→ What you have to do: Every line of the material must come back exactly as given.

→ Excerpted data:
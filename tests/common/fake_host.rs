//! In-memory host document.

use async_trait::async_trait;
use parking_lot::Mutex;

use hammock::host::{HostError, SelectionSink, SelectionSource};

/// Host whose selection is set by the test, with switchable failures.
#[derive(Default)]
pub struct FakeHost {
    selection: Mutex<Option<String>>,
    writes: Mutex<Vec<String>>,
    fail_reads: Mutex<bool>,
    fail_writes: Mutex<bool>,
    reads: Mutex<usize>,
}

impl FakeHost {
    pub fn new() -> Self {
        Self::default()
    }

    pub fn with_selection(text: &str) -> Self {
        let host = Self::default();
        host.select(text);
        host
    }

    pub fn select(&self, text: &str) {
        *self.selection.lock() = Some(text.to_string());
    }

    pub fn clear_selection(&self) {
        *self.selection.lock() = None;
    }

    pub fn fail_reads(&self, fail: bool) {
        *self.fail_reads.lock() = fail;
    }

    pub fn fail_writes(&self, fail: bool) {
        *self.fail_writes.lock() = fail;
    }

    pub fn writes(&self) -> Vec<String> {
        self.writes.lock().clone()
    }

    pub fn read_count(&self) -> usize {
        *self.reads.lock()
    }
}

#[async_trait]
impl SelectionSource for FakeHost {
    async fn read_selection(&self) -> Result<Option<String>, HostError> {
        *self.reads.lock() += 1;
        if *self.fail_reads.lock() {
            return Err(HostError::Read("document busy".to_string()));
        }
        Ok(self.selection.lock().clone())
    }
}

#[async_trait]
impl SelectionSink for FakeHost {
    async fn write_selection(&self, text: &str) -> Result<(), HostError> {
        if *self.fail_writes.lock() {
            return Err(HostError::Write("document is read-only".to_string()));
        }
        self.writes.lock().push(text.to_string());
        *self.selection.lock() = Some(text.to_string());
        Ok(())
    }
}
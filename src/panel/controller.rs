//! Panel controller: the single owner of the panel state.
//!
//! Views read snapshots (or subscribe to changes); every mutation goes
//! through an intent dispatched here, which keeps the state machine in
//! the reducer and the side effects (host calls, service requests) in
//! one place.

use std::sync::Arc;

use scopeguard::ScopeGuard;
use tokio::sync::watch;

use crate::host::SelectionSink;
use crate::mvi::{self, Reducer};
use crate::transform::{Operation, OperationKind, TransformError, TransformService};

use super::error::PanelError;
use super::intent::PanelIntent;
use super::reducer::PanelReducer;
use super::state::{PanelPhase, PanelState};

const CANCELLED_MESSAGE: &str = "The request was cancelled, try again";

#[derive(Clone)]
pub struct PanelController {
    state: Arc<watch::Sender<PanelState>>,
    service: Arc<dyn TransformService>,
    sink: Arc<dyn SelectionSink>,
}

impl PanelController {
    pub fn new(service: Arc<dyn TransformService>, sink: Arc<dyn SelectionSink>) -> Self {
        let (state, _) = watch::channel(PanelState::default());
        Self {
            state: Arc::new(state),
            service,
            sink,
        }
    }

    /// Current state as a read-only copy.
    pub fn snapshot(&self) -> PanelState {
        self.state.borrow().clone()
    }

    /// Receiver notified whenever the state changes.
    pub fn subscribe(&self) -> watch::Receiver<PanelState> {
        self.state.subscribe()
    }

    /// Record the selection read by a poll tick. `None` means nothing selected.
    pub fn observe_selection(&self, text: Option<String>) {
        self.dispatch(PanelIntent::SelectionObserved {
            text: text.unwrap_or_default(),
        });
    }

    /// Transform the current selection.
    pub async fn transform_selection(
        &self,
        kind: OperationKind,
        parameter: Option<&str>,
    ) -> Result<String, PanelError> {
        let selection = self.state.borrow().selection.clone();
        self.request_transformation(kind, &selection, parameter).await
    }

    /// Run one request cycle for `selection_text`.
    ///
    /// Preconditions are checked before anything is sent: a valid
    /// operation/parameter pair, a non-empty selection, no outstanding
    /// request and no result waiting to be accepted. Once issued, the busy
    /// flag is cleared on every path, including when this future is dropped.
    pub async fn request_transformation(
        &self,
        kind: OperationKind,
        selection_text: &str,
        parameter: Option<&str>,
    ) -> Result<String, PanelError> {
        let operation = Operation::new(kind, parameter).map_err(|e| self.reject(e.into()))?;

        if selection_text.is_empty() {
            return Err(self.reject(TransformError::EmptySelection.into()));
        }

        self.begin(&operation).map_err(|e| self.reject(e))?;

        let pending = scopeguard::guard(self.state.clone(), |state| {
            tracing::warn!("Transformation request dropped before completion");
            mvi::dispatch::<PanelReducer>(
                &state,
                PanelIntent::TransformFailed {
                    message: CANCELLED_MESSAGE.to_string(),
                },
            );
        });

        let instruction = operation.instruction();
        // Snapshot by value: later poll ticks must not affect this request.
        let text = selection_text.to_string();

        tracing::info!(
            operation = %operation.kind(),
            parameter = operation.parameter().unwrap_or(""),
            selection_len = text.len(),
            "Requesting transformation"
        );

        let result = self.service.complete(&instruction, &text).await;
        ScopeGuard::into_inner(pending);

        match result {
            Ok(transformation) => {
                tracing::info!(result_len = transformation.len(), "Transformation ready");
                self.dispatch(PanelIntent::TransformSucceeded {
                    text: transformation.clone(),
                });
                Ok(transformation)
            }
            Err(e) => {
                tracing::warn!(error = %e, "Transformation request failed");
                self.dispatch(PanelIntent::TransformFailed {
                    message: e.user_message(),
                });
                Err(PanelError::Transformation(e))
            }
        }
    }

    /// Write the transformation into the host and reset both texts.
    ///
    /// On a write failure nothing is cleared so the user can retry.
    pub async fn accept_transformation(&self) -> Result<(), PanelError> {
        let transformation = {
            let state = self.state.borrow();
            if state.phase() != PanelPhase::Ready {
                None
            } else {
                Some(state.transformation.clone())
            }
        };
        let Some(transformation) = transformation else {
            return Err(self.reject(PanelError::NothingToAccept));
        };

        match self.sink.write_selection(&transformation).await {
            Ok(()) => {
                tracing::info!(len = transformation.len(), "Transformation accepted");
                self.dispatch(PanelIntent::Accepted);
                Ok(())
            }
            Err(e) => {
                tracing::warn!(error = %e, "Failed to write transformation into host");
                let err = PanelError::SelectionWrite(e);
                self.dispatch(PanelIntent::AcceptFailed {
                    message: err.user_message(),
                });
                Err(err)
            }
        }
    }

    /// Throw away a waiting result so a new request can be made.
    pub fn discard_transformation(&self) {
        self.dispatch(PanelIntent::Discarded);
    }

    pub fn dismiss_error(&self) {
        self.dispatch(PanelIntent::ErrorDismissed);
    }

    /// Atomically check the phase and mark the request as started.
    fn begin(&self, operation: &Operation) -> Result<(), PanelError> {
        let mut outcome = Ok(());
        self.state.send_if_modified(|state| match state.phase() {
            PanelPhase::Pending => {
                outcome = Err(PanelError::Busy);
                false
            }
            PanelPhase::Ready => {
                outcome = Err(PanelError::ResultPending);
                false
            }
            PanelPhase::Idle => {
                *state = PanelReducer::reduce(
                    std::mem::take(state),
                    PanelIntent::RequestStarted {
                        operation: operation.clone(),
                    },
                );
                true
            }
        });
        outcome
    }

    fn reject(&self, err: PanelError) -> PanelError {
        tracing::debug!(error = %err, "Request rejected");
        self.dispatch(PanelIntent::RequestRejected {
            message: err.user_message(),
        });
        err
    }

    fn dispatch(&self, intent: PanelIntent) {
        mvi::dispatch::<PanelReducer>(&self.state, intent);
    }
}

→ Reply to the task:
filename tests/common/fake_host.rs
//! In-memory host document.

use async_trait::async_trait;
use parking_lot::Mutex;

use hammock::host::{HostError, SelectionSink, SelectionSource};

/// Host whose selection is set by the test, with switchable failures.
#[derive(Default)]
pub struct FakeHost {
    selection: Mutex<Option<String>>,
    writes: Mutex<Vec<String>>,
    fail_reads: Mutex<bool>,
    fail_writes: Mutex<bool>,
    reads: Mutex<usize>,
}

impl FakeHost {
    pub fn new() -> Self {
        Self::default()
    }

    pub fn with_selection(text: &str) -> Self {
        let host = Self::default();
        host.select(text);
        host
    }

    pub fn select(&self, text: &str) {
        *self.selection.lock() = Some(text.to_string());
    }

    pub fn clear_selection(&self) {
        *self.selection.lock() = None;
    }

    pub fn fail_reads(&self, fail: bool) {
        *self.fail_reads.lock() = fail;
    }

    pub fn fail_writes(&self, fail: bool) {
        *self.fail_writes.lock() = fail;
    }

    pub fn writes(&self) -> Vec<String> {
        self.writes.lock().clone()
    }

    pub fn read_count(&self) -> usize {
        *self.reads.lock()
    }
}

#[async_trait]
impl SelectionSource for FakeHost {
    async fn read_selection(&self) -> Result<Option<String>, HostError> {
        *self.reads.lock() += 1;
        if *self.fail_reads.lock() {
            return Err(HostError::Read("document busy".to_string()));
        }
        Ok(self.selection.lock().clone())
    }
}

#[async_trait]
impl SelectionSink for FakeHost {
    async fn write_selection(&self, text: &str) -> Result<(), HostError> {
        if *self.fail_writes.lock() {
            return Err(HostError::Write("document is read-only".to_string()));
        }
        self.writes.lock().push(text.to_string());
        *self.selection.lock() = Some(text.to_string());
        Ok(())
    }
}
filename src/panel/controller.rs
//! Panel controller: the single owner of the panel state.
//!
//! Views read snapshots (or subscribe to changes); every mutation goes
//! through an intent dispatched here, which keeps the state machine in
//! the reducer and the side effects (host calls, service requests) in
//! one place.

use std::sync::Arc;

use scopeguard::ScopeGuard;
use tokio::sync::watch;

use crate::host::SelectionSink;
use crate::mvi::{self, Reducer};
use crate::transform::{Operation, OperationKind, TransformError, TransformService};

use super::error::PanelError;
use super::intent::PanelIntent;
use super::reducer::PanelReducer;
use super::state::{PanelPhase, PanelState};

const CANCELLED_MESSAGE: &str = "The request was cancelled, try again";

#[derive(Clone)]
pub struct PanelController {
    state: Arc<watch::Sender<PanelState>>,
    service: Arc<dyn TransformService>,
    sink: Arc<dyn SelectionSink>,
}

impl PanelController {
    pub fn new(service: Arc<dyn TransformService>, sink: Arc<dyn SelectionSink>) -> Self {
        let (state, _) = watch::channel(PanelState::default());
        Self {
            state: Arc::new(state),
            service,
            sink,
        }
    }

    /// Current state as a read-only copy.
    pub fn snapshot(&self) -> PanelState {
        self.state.borrow().clone()
    }

    /// Receiver notified whenever the state changes.
    pub fn subscribe(&self) -> watch::Receiver<PanelState> {
        self.state.subscribe()
    }

    /// Record the selection read by a poll tick. `None` means nothing selected.
    pub fn observe_selection(&self, text: Option<String>) {
        self.dispatch(PanelIntent::SelectionObserved {
            text: text.unwrap_or_default(),
        });
    }

    /// Transform the current selection.
    pub async fn transform_selection(
        &self,
        kind: OperationKind,
        parameter: Option<&str>,
    ) -> Result<String, PanelError> {
        let selection = self.state.borrow().selection.clone();
        self.request_transformation(kind, &selection, parameter).await
    }

    /// Run one request cycle for `selection_text`.
    ///
    /// Preconditions are checked before anything is sent: a valid
    /// operation/parameter pair, a non-empty selection, no outstanding
    /// request and no result waiting to be accepted. Once issued, the busy
    /// flag is cleared on every path, including when this future is dropped.
    pub async fn request_transformation(
        &self,
        kind: OperationKind,
        selection_text: &str,
        parameter: Option<&str>,
    ) -> Result<String, PanelError> {
        let operation = Operation::new(kind, parameter).map_err(|e| self.reject(e.into()))?;

        if selection_text.is_empty() {
            return Err(self.reject(TransformError::EmptySelection.into()));
        }

        self.begin(&operation).map_err(|e| self.reject(e))?;

        let pending = scopeguard::guard(self.state.clone(), |state| {
            tracing::warn!("Transformation request dropped before completion");
            mvi::dispatch::<PanelReducer>(
                &state,
                PanelIntent::TransformFailed {
                    message: CANCELLED_MESSAGE.to_string(),
                },
            );
        });

        let instruction = operation.instruction();
        // Snapshot by value: later poll ticks must not affect this request.
        let text = selection_text.to_string();

        tracing::info!(
            operation = %operation.kind(),
            parameter = operation.parameter().unwrap_or(""),
            selection_len = text.len(),
            "Requesting transformation"
        );

        let result = self.service.complete(&instruction, &text).await;
        ScopeGuard::into_inner(pending);

        match result {
            Ok(transformation) => {
                tracing::info!(result_len = transformation.len(), "Transformation ready");
                self.dispatch(PanelIntent::TransformSucceeded {
                    text: transformation.clone(),
                });
                Ok(transformation)
            }
            Err(e) => {
                tracing::warn!(error = %e, "Transformation request failed");
                self.dispatch(PanelIntent::TransformFailed {
                    message: e.user_message(),
                });
                Err(PanelError::Transformation(e))
            }
        }
    }

    /// Write the transformation into the host and reset both texts.
    ///
    /// On a write failure nothing is cleared so the user can retry.
    pub async fn accept_transformation(&self) -> Result<(), PanelError> {
        let transformation = {
            let state = self.state.borrow();
            if state.phase() != PanelPhase::Ready {
                None
            } else {
                Some(state.transformation.clone())
            }
        };
        let Some(transformation) = transformation else {
            return Err(self.reject(PanelError::NothingToAccept));
        };

        match self.sink.write_selection(&transformation).await {
            Ok(()) => {
                tracing::info!(len = transformation.len(), "Transformation accepted");
                self.dispatch(PanelIntent::Accepted);
                Ok(())
            }
            Err(e) => {
                tracing::warn!(error = %e, "Failed to write transformation into host");
                let err = PanelError::SelectionWrite(e);
                self.dispatch(PanelIntent::AcceptFailed {
                    message: err.user_message(),
                });
                Err(err)
            }
        }
    }

    /// Throw away a waiting result so a new request can be made.
    pub fn discard_transformation(&self) {
        self.dispatch(PanelIntent::Discarded);
    }

    pub fn dismiss_error(&self) {
        self.dispatch(PanelIntent::ErrorDismissed);
    }

    /// Atomically check the phase and mark the request as started.
    fn begin(&self, operation: &Operation) -> Result<(), PanelError> {
        let mut outcome = Ok(());
        self.state.send_if_modified(|state| match state.phase() {
            PanelPhase::Pending => {
                outcome = Err(PanelError::Busy);
                false
            }
            PanelPhase::Ready => {
                outcome = Err(PanelError::ResultPending);
                false
            }
            PanelPhase::Idle => {
                *state = PanelReducer::reduce(
                    std::mem::take(state),
                    PanelIntent::RequestStarted {
                        operation: operation.clone(),
                    },
                );
                true
            }
        });
        outcome
    }

    fn reject(&self, err: PanelError) -> PanelError {
        tracing::debug!(error = %err, "Request rejected");
        self.dispatch(PanelIntent::RequestRejected {
            message: err.user_message(),
        });
        err
    }

    fn dispatch(&self, intent: PanelIntent) {
        mvi::dispatch::<PanelReducer>(&self.state, intent);
    }
}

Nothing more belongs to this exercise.